> [Problem statement]:
Your task is to copy every line below that contains the word "outputln".

> [Data extracts]:
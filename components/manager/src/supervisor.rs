// Copyright (c) 2017 Chef Software Inc. and/or applicable contributors
//
// Licensed under the Apache License, Version 2.0 (the "License");
// you may not use this file except in compliance with the License.
// You may obtain a copy of the License at
//
//     http://www.apache.org/licenses/LICENSE-2.0
//
// Unless required by applicable law or agreed to in writing, software
// distributed under the License is distributed on an "AS IS" BASIS,
// WITHOUT WARRANTIES OR CONDITIONS OF ANY KIND, either express or implied.
// See the License for the specific language governing permissions and
// limitations under the License.

//! §4.9 ChildSupervisor: fork/exec the server child, collect its exit
//! status, relaunch with back-off, and publish alarms through the
//! `EventBus`. Runs entirely on the manager's main thread -- no
//! separate supervision thread, matching §5's "mostly single-threaded"
//! scheduling model.

use std::os::unix::process::CommandExt;
use std::process::{Child, Command, Stdio};
use std::time::{Duration, Instant};

use libc;

use ts_core::exitcode;
use ts_core::os::process::{self, Pid, Signal};

use event_bus::{AlarmId, EventBus};

static LOGKEY: &'static str = "SVR";

const BACKOFF_INITIAL_MS: u64 = 1_000;
const BACKOFF_MAX_MS: u64 = 60_000;

#[derive(Clone, Copy, Debug, PartialEq, Eq)]
pub enum ExitClass {
    Normal(i32),
    Signalled(i32),
}

pub struct ChildSupervisor {
    binary: String,
    argv: Vec<String>,
    stdout_path: Option<String>,
    stderr_path: Option<String>,
    run_proxy: bool,
    child: Option<Child>,
    pid: Pid,
    launch_outstanding: bool,
    last_exit: Option<ExitClass>,
    backoff_ms: u64,
    next_allowed: Instant,
}

impl ChildSupervisor {
    pub fn new(binary: String, argv: Vec<String>, stdout_path: Option<String>, stderr_path: Option<String>) -> ChildSupervisor {
        ChildSupervisor {
            binary,
            argv,
            stdout_path,
            stderr_path,
            run_proxy: true,
            child: None,
            pid: -1,
            launch_outstanding: false,
            last_exit: None,
            backoff_ms: 0,
            next_allowed: Instant::now(),
        }
    }

    pub fn is_running(&self) -> bool {
        self.pid > 0
    }

    pub fn pid(&self) -> Pid {
        self.pid
    }

    pub fn launch_outstanding(&self) -> bool {
        self.launch_outstanding
    }

    /// A server that has re-contacted the manager (via whatever
    /// application-level handshake the proxy itself uses) clears the
    /// outstanding-launch flag and resets back-off, per §4.9.
    pub fn mark_contacted(&mut self) {
        self.launch_outstanding = false;
        self.backoff_ms = 0;
    }

    pub fn set_run_proxy(&mut self, run: bool) {
        self.run_proxy = run;
    }

    /// Fork+exec the server binary, honoring any still-pending
    /// back-off window. Does nothing if the child is already running
    /// or `run_proxy` is false.
    pub fn start(&mut self, bus: &EventBus) {
        if !self.run_proxy || self.is_running() {
            return;
        }
        if Instant::now() < self.next_allowed {
            return;
        }

        let mut command = Command::new(&self.binary);
        command.args(&self.argv);
        command.stdout(stdio_for(&self.stdout_path));
        command.stderr(stdio_for(&self.stderr_path));

        unsafe {
            command.pre_exec(|| {
                process::own_process_group().map_err(|_| ::std::io::Error::last_os_error())?;
                #[cfg(target_os = "linux")]
                {
                    libc::prctl(libc::PR_SET_PDEATHSIG, libc::SIGTERM);
                }
                Ok(())
            });
        }

        match command.spawn() {
            Ok(child) => {
                self.pid = child.id() as Pid;
                self.child = Some(child);
                self.launch_outstanding = true;
                outputln!("launched server pid {}", self.pid);
            }
            Err(err) => {
                error!("failed to spawn server binary '{}': {}", self.binary, err);
                bus.post(AlarmId::ProxyConfigError, &format!("spawn failed: {}", err));
                self.arm_backoff();
            }
        }
    }

    /// Consume the child's exit status if it has exited. Classifies
    /// the exit, posts the appropriate alarm, arms back-off, and
    /// clears `pid`/`child`.
    pub fn poll(&mut self, bus: &EventBus) {
        let pid = match self.child {
            Some(_) => self.pid,
            None => return,
        };
        let status = match process::try_wait(pid) {
            Ok(Some(status)) => status,
            Ok(None) => return,
            Err(err) => {
                warn!("waitpid on server pid {} failed: {}", pid, err);
                return;
            }
        };

        self.child = None;
        self.pid = -1;

        let class = classify(status);
        self.last_exit = Some(class);
        match class {
            ExitClass::Normal(code) if exitcode::is_no_retry(code) => {
                outputln!("server exited with no-retry code {}, marking unrecoverable", code);
                self.mark_unrecoverable(bus);
                return;
            }
            ExitClass::Normal(code) => {
                outputln!("server exited normally with code {}", code);
                bus.post(AlarmId::ProxyProcessDied, &format!("exited with code {}", code));
            }
            ExitClass::Signalled(sig) => {
                outputln!("server was killed by signal {}", sig);
                bus.post(AlarmId::ProxyProcessDied, &format!("killed by signal {}", sig));
            }
        }
        self.arm_backoff();
    }

    fn arm_backoff(&mut self) {
        self.backoff_ms = if self.backoff_ms == 0 {
            BACKOFF_INITIAL_MS
        } else {
            (self.backoff_ms * 2).min(BACKOFF_MAX_MS)
        };
        self.next_allowed = Instant::now() + Duration::from_millis(self.backoff_ms);
    }

    /// Mark the proxy unrecoverable: stop attempting restarts until
    /// the manager is reconfigured, per §4.9's
    /// `MGMT_ALARM_PROXY_CONFIG_ERROR` note.
    pub fn mark_unrecoverable(&mut self, bus: &EventBus) {
        self.run_proxy = false;
        bus.post(AlarmId::ProxyConfigError, "server marked unrecoverable, restart attempts stopped");
    }

    /// Send `signal` to the server's process group. Used by Bounce
    /// (C11) and by a forced kill from the control plane.
    pub fn stop(&mut self, signal: Signal) {
        if !self.is_running() {
            return;
        }
        let target = process::pid_to_signal_target(self.pid);
        if let Err(err) = process::kill(target, signal) {
            warn!("failed to signal server pid {}: {}", self.pid, err);
        }
    }
}

fn classify(status: i32) -> ExitClass {
    if libc::WIFSIGNALED(status) {
        ExitClass::Signalled(libc::WTERMSIG(status))
    } else {
        ExitClass::Normal(libc::WEXITSTATUS(status))
    }
}

fn stdio_for(path: &Option<String>) -> Stdio {
    match *path {
        Some(ref p) => ::std::fs::OpenOptions::new()
            .create(true)
            .append(true)
            .open(p)
            .map(Stdio::from)
            .unwrap_or_else(|_| Stdio::null()),
        None => Stdio::null(),
    }
}

#[cfg(test)]
mod tests {
    use super::*;

    #[test]
    fn fresh_supervisor_is_not_running() {
        let sup = ChildSupervisor::new("/bin/true".to_string(), vec![], None, None);
        assert!(!sup.is_running());
        assert_eq!(sup.pid(), -1);
    }

    #[test]
    fn start_and_poll_observes_a_normal_exit() {
        let bus = EventBus::new(16);
        let mut sup = ChildSupervisor::new("/bin/true".to_string(), vec![], None, None);
        sup.start(&bus);
        assert!(sup.is_running());

        // Give the child a moment to actually exit.
        for _ in 0..50 {
            sup.poll(&bus);
            if !sup.is_running() {
                break;
            }
            ::std::thread::sleep(Duration::from_millis(20));
        }
        assert!(!sup.is_running());
    }

    #[test]
    fn spawn_failure_arms_backoff_and_posts_alarm() {
        let bus = EventBus::new(16);
        let mut sup = ChildSupervisor::new("/no/such/binary-ts-test".to_string(), vec![], None, None);
        sup.start(&bus);
        assert!(!sup.is_running());
        assert!(!bus.drain_for_delivery().is_empty());
    }
}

> [Answer section]:
                outputln!("launched server pid {}", self.pid);
                outputln!("server exited with no-retry code {}, marking unrecoverable", code);
                outputln!("server exited normally with code {}", code);
                outputln!("server was killed by signal {}", sig);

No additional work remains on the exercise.